Spanish rule
Further information: The Californias § History
The coat of arms granted to the Californias by Viceroy Antonio de Mendoza
Mission San Diego de Alcalá drawn as it was in 1848. Established in 1769, it was the first of the California Missions.
The first Europeans to explore the California coast were the members of a Spanish sailing expedition led by Portuguese captain Juan Rodríguez Cabrillo; they entered San Diego Bay on September 28, 1542, and reached at least as far north as San Miguel Island.[42] Privateer and explorer Francis Drake explored and claimed an undefined portion of the California coast in 1579, landing north of the future city of San Francisco.[43] The first Asians to set foot on what would be the United States occurred in 1587, when Filipino sailors arrived in Spanish ships at Morro Bay.[44][45][note 1] Sebastián Vizcaíno explored and mapped the coast of California in 1602 for New Spain, sailing as far north as Cape Mendocino.[48]
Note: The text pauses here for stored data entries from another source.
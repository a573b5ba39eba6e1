//! Configuration constants and settings for the CAM pipeline.

use std::path::Path;

use serde::{Deserialize, Serialize};

use crate::error::{CamError, Result};
use crate::model::{
    CutDirection, FeedRate, KindSettings, MachiningSettings, OffsetSide, OperationKind,
    PocketPattern, TabSettings, Tool,
};

/// Floating-point comparison epsilon.
pub const EPS: f64 = 0.0001;

/// How far the final through-cut pass goes below the stock bottom.
pub const PENETRATION_MARGIN: f64 = 0.3;

/// Decimal places kept on every emitted coordinate.
pub const COORD_DECIMALS: i32 = 4;

/// Tolerance when comparing a cylinder depth against the solid thickness.
pub const DEPTH_TOLERANCE: f64 = 0.01;

/// Scale factor for integer polygon clipping.
pub const CLIPPER_SCALE: f64 = 1000.0;

/// Allowed rotation increment in degrees.
pub const ROTATION_STEP_DEG: u16 = 45;

/// Default cutter diameter (1/4").
pub const DEFAULT_TOOL_DIAMETER: f64 = 6.35;

/// Grid step of the nesting position scan.
pub const NESTING_GRID_STEP: f64 = 5.0;

/// Default gap between nested parts, on top of the tool radius.
pub const DEFAULT_CLEARANCE: f64 = 5.0;

/// Smallest planar pocket region kept by the detector (mm²).
pub const MIN_POCKET_AREA: f64 = 1.0;

/// Segments used to polygonize a circular pocket.
pub const CIRCLE_SEGMENTS: usize = 64;

/// Spindle speeds below this trigger a warning.
pub const MIN_SPINDLE_SPEED: u32 = 5000;

/// Conversion factor: mm to inch.
pub const CONV_MM_INCH: f64 = 25.4;

/// Default retract height above the stock bottom.
pub const DEFAULT_SAFE_Z: f64 = 38.0;

/// Default ATC slot.
pub const DEFAULT_TOOL_NUMBER: u32 = 3;

/// Default spindle warm-up in seconds.
pub const DEFAULT_WARMUP_PAUSE: u32 = 2;

/// Unit of the emitted program.
#[derive(Debug, Clone, Copy, PartialEq, Eq, Default, Serialize, Deserialize)]
#[serde(rename_all = "lowercase")]
pub enum Unit {
    #[default]
    Mm,
    Inch,
}

impl Unit {
    /// Factor dividing millimeter values into this unit.
    pub fn from_mm_factor(&self) -> f64 {
        match self {
            Unit::Mm => 1.0,
            Unit::Inch => CONV_MM_INCH,
        }
    }

    /// First line of the program.
    pub fn header(&self) -> &'static str {
        match self {
            Unit::Mm => "'SHOPBOT ROUTER FILE IN MM",
            Unit::Inch => "'SHOPBOT ROUTER FILE IN INCHES",
        }
    }

    /// Guard jumping to the error label when the controller runs in the other unit.
    ///
    /// System variable 25 is 0 for inches and 1 for millimeters.
    pub fn guard(&self) -> &'static str {
        match self {
            Unit::Mm => "IF %(25)=0 THEN GOTO UNIT_ERROR",
            Unit::Inch => "IF %(25)=1 THEN GOTO UNIT_ERROR",
        }
    }
}

impl std::fmt::Display for Unit {
    fn fmt(&self, f: &mut std::fmt::Formatter<'_>) -> std::fmt::Result {
        match self {
            Unit::Mm => write!(f, "mm"),
            Unit::Inch => write!(f, "inch"),
        }
    }
}

/// Post-processor (machine) configuration.
#[derive(Debug, Clone, PartialEq, Serialize, Deserialize)]
#[serde(default)]
pub struct PostProcessorConfig {
    pub machine_name: String,
    pub unit: Unit,
    /// Machine bed size `[x, y]` in mm.
    pub bed_size: [f64; 2],
    /// Retract height in mm.
    pub safe_z: f64,
    /// Park position `[x, y]` at program end.
    pub home_position: [f64; 2],
    pub tool_number: u32,
    /// Spindle warm-up in seconds.
    pub warmup_pause: u32,
}

impl Default for PostProcessorConfig {
    fn default() -> Self {
        Self {
            machine_name: "ShopBot PRS-alpha 96-48".to_string(),
            unit: Unit::Mm,
            bed_size: [1220.0, 2440.0],
            safe_z: DEFAULT_SAFE_Z,
            home_position: [0.0, 0.0],
            tool_number: DEFAULT_TOOL_NUMBER,
            warmup_pause: DEFAULT_WARMUP_PAUSE,
        }
    }
}

/// Default machining settings for each operation kind.
///
/// Built once and passed by reference wherever suggestions are needed.
#[derive(Debug, Clone, PartialEq, Serialize, Deserialize)]
pub struct KindDefaults {
    pub contour: MachiningSettings,
    pub pocket: MachiningSettings,
    pub drill: MachiningSettings,
}

impl KindDefaults {
    /// Stock defaults for a 1/4" two-flute end mill in sheet goods.
    pub fn standard() -> Self {
        let tool = Tool::endmill(DEFAULT_TOOL_DIAMETER);
        Self {
            contour: MachiningSettings {
                operation: KindSettings::Contour,
                tool: tool.clone(),
                feed_rate: FeedRate { xy: 75.0, z: 25.0 },
                jog_speed: 200.0,
                spindle_speed: 18000,
                depth_per_pass: 6.0,
                total_depth: 18.0,
                direction: CutDirection::Climb,
                offset_side: OffsetSide::Outside,
                tabs: TabSettings {
                    enabled: true,
                    height: 8.0,
                    width: 5.0,
                    count: 4,
                },
            },
            pocket: MachiningSettings {
                operation: KindSettings::Pocket {
                    pattern: PocketPattern::ContourParallel,
                    stepover: 0.5,
                },
                tool: tool.clone(),
                feed_rate: FeedRate { xy: 60.0, z: 20.0 },
                jog_speed: 200.0,
                spindle_speed: 18000,
                depth_per_pass: 3.0,
                total_depth: 6.0,
                direction: CutDirection::Conventional,
                offset_side: OffsetSide::Inside,
                tabs: TabSettings::disabled(),
            },
            drill: MachiningSettings {
                operation: KindSettings::Drill { peck_depth: 6.0 },
                tool,
                feed_rate: FeedRate { xy: 50.0, z: 15.0 },
                jog_speed: 200.0,
                spindle_speed: 18000,
                depth_per_pass: 6.0,
                total_depth: 18.0,
                direction: CutDirection::Climb,
                offset_side: OffsetSide::None,
                tabs: TabSettings::disabled(),
            },
        }
    }

    /// Defaults for one kind.
    pub fn for_kind(&self, kind: OperationKind) -> &MachiningSettings {
        match kind {
            OperationKind::Contour => &self.contour,
            OperationKind::Pocket => &self.pocket,
            OperationKind::Drill => &self.drill,
        }
    }

    /// Defaults for one kind with the feature depth and tool diameter filled in.
    pub fn suggest(&self, kind: OperationKind, depth: f64, tool_diameter: f64) -> MachiningSettings {
        let mut settings = self.for_kind(kind).clone();
        settings.total_depth = depth;
        settings.tool.diameter = tool_diameter;
        settings
    }
}

impl Default for KindDefaults {
    fn default() -> Self {
        Self::standard()
    }
}

/// A named machining preset for one material.
#[derive(Debug, Clone, PartialEq, Serialize, Deserialize)]
pub struct PresetItem {
    pub id: String,
    pub name: String,
    #[serde(default = "unknown_material")]
    pub material: String,
    pub settings: MachiningSettings,
}

impl PresetItem {
    /// Cutting parameters of this preset laid over `settings`.
    ///
    /// Tool, speeds, step-down and direction come from the preset; the
    /// operation kind, total depth, offset side and tabs are kept.
    pub fn apply_to(&self, settings: &MachiningSettings) -> MachiningSettings {
        MachiningSettings {
            operation: settings.operation,
            total_depth: settings.total_depth,
            offset_side: settings.offset_side,
            tabs: settings.tabs,
            ..self.settings.clone()
        }
    }
}

fn unknown_material() -> String {
    "unknown".to_string()
}

/// Table of named presets, looked up by id.
#[derive(Debug, Clone, Default, PartialEq, Serialize, Deserialize)]
pub struct PresetTable {
    pub presets: Vec<PresetItem>,
}

impl PresetTable {
    /// Built-in presets derived from the kind defaults.
    pub fn builtin(defaults: &KindDefaults) -> Self {
        let plywood = defaults.contour.clone();

        let mut mdf = defaults.contour.clone();
        mdf.feed_rate = FeedRate { xy: 90.0, z: 30.0 };
        mdf.total_depth = 12.0;

        let mut acrylic = defaults.contour.clone();
        acrylic.tool = Tool {
            flutes: 1,
            ..Tool::endmill(3.175)
        };
        acrylic.feed_rate = FeedRate { xy: 40.0, z: 10.0 };
        acrylic.spindle_speed = 16000;
        acrylic.depth_per_pass = 2.0;
        acrylic.total_depth = 6.0;
        acrylic.direction = CutDirection::Conventional;

        Self {
            presets: vec![
                PresetItem {
                    id: "plywood_18".to_string(),
                    name: "Plywood 18 mm".to_string(),
                    material: "plywood".to_string(),
                    settings: plywood,
                },
                PresetItem {
                    id: "mdf_12".to_string(),
                    name: "MDF 12 mm".to_string(),
                    material: "mdf".to_string(),
                    settings: mdf,
                },
                PresetItem {
                    id: "acrylic_6".to_string(),
                    name: "Acrylic 6 mm".to_string(),
                    material: "acrylic".to_string(),
                    settings: acrylic,
                },
            ],
        }
    }

    /// Parse a preset table from JSON text.
    pub fn from_json_str(s: &str) -> Result<Self> {
        Ok(serde_json::from_str(s)?)
    }

    /// Load a preset table from a JSON file.
    pub fn load(path: &Path) -> Result<Self> {
        if !path.exists() {
            return Err(CamError::FileNotFound {
                path: path.to_path_buf(),
            });
        }
        let content = std::fs::read_to_string(path)?;
        if content.trim().is_empty() {
            return Err(CamError::EmptyFile {
                path: path.to_path_buf(),
            });
        }
        Self::from_json_str(&content)
    }

    /// Look up a preset by id.
    pub fn get(&self, id: &str) -> Result<&PresetItem> {
        self.presets
            .iter()
            .find(|p| p.id == id)
            .ok_or_else(|| CamError::PresetNotFound { id: id.to_string() })
    }
}

/// Utility functions for floating-point comparisons.
pub mod float_cmp {
    use super::EPS;

    /// Check if two floats are approximately equal.
    #[inline]
    pub fn approx_eq(a: f64, b: f64) -> bool {
        (a - b).abs() < EPS
    }
}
Despite the on-the-ground explorations of California in the 16th century, Rodríguez's idea of California as an island persisted. Such depictions appeared on many European maps well into the 18th century.[49]
After the Portolà expedition of 1769–70, Spanish missionaries led by Junipero Serra began setting up 21 California Missions on or near the coast of Alta (Upper) California, beginning in San Diego. During the same period, Spanish military forces built several forts (presidios) and three small towns (pueblos). The San Francisco Mission grew into the city of San Francisco, and two of the pueblos grew into the cities of Los Angeles and San Jose. Several other smaller cities and towns also sprang up surrounding the various Spanish missions and pueblos, which remain to this day.
The Spanish colonization began decimating the natives through epidemics of various diseases for which the indigenous peoples had no natural immunity, such as measles and diphtheria.[citation needed] The establishment of the Spanish systems of government and social structure, which the Spanish settlers had brought with them, also technologically and culturally overwhelmed the societies of the earlier indigenous peoples.[citation needed]
During this same period, Russian ships also explored along the California coast and in 1812 established a trading post at Fort Ross. Russia's early 19th-century coastal settlements in California were positioned just north of the northernmost edge of the area of Spanish settlement in San Francisco Bay, and were the southernmost Russian settlements in North America. The Russian settlements associated with Fort Ross were spread from Point Arena to Tomales Bay.[50]